À ces mots il sortit en hâte de l'appartement, et le précepteur le suivit pour le surveiller, et le confirmer dans son dessein; car il portait le plus vif intérêt à la réputation de Bois-Guilbert, espérant de grands avantages dans le cas où celui-ci deviendrait quelque jour grand-maître de l'ordre; ce qui lui permettrait alors de monter à un des premiers rangs. Il avait encore un motif bien puissant pour agir de la sorte, vu les promesses que lui avait prodiguées Conrad de Mont-Fichet, s'il contribuait à la condamnation de l'infortunée Israélite. Cependant, quoique, en combattant les sentimens de compassion de son ami, il eût sur lui tout l'avantage qu'une disposition vile, astucieuse et égoïste donne sur un homme agité par des passions violentes et opposées, il eut besoin d'employer toute sa ruse pour maintenir Bois-Guilbert dans la résolution qu'il lui avait fait adopter.

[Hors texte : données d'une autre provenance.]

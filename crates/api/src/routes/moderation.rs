//! Route definitions for the admin moderation listings.

use axum::routing::get;
use axum::Router;

use crate::handlers::moderation;
use crate::state::AppState;

/// Routes mounted at `/moderation`.
pub fn router() -> Router<AppState> {
    Router::new()
        .route("/unapproved", get(moderation::unapproved))
        .route("/denied", get(moderation::denied))
}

Il fut contraint de le surveiller de très près, pour l'empêcher de reprendre ses projets de fuite, ou pour faire avorter son dessein de revoir le grand-maître, et d'en venir à une rupture ouverte avec son chef suprême. Enfin, il dut lui répéter fréquemment les mêmes argumens par lesquels il s'était efforcé de lui prouver qu'en paraissant dans la lice comme champion, en une telle circonstance, lui, Bois-Guilbert, sans hâter ni retarder le sort de Rébecca, suivrait uniquement la voie par laquelle il saurait mettre à couvert en même temps son honneur et sa renommée.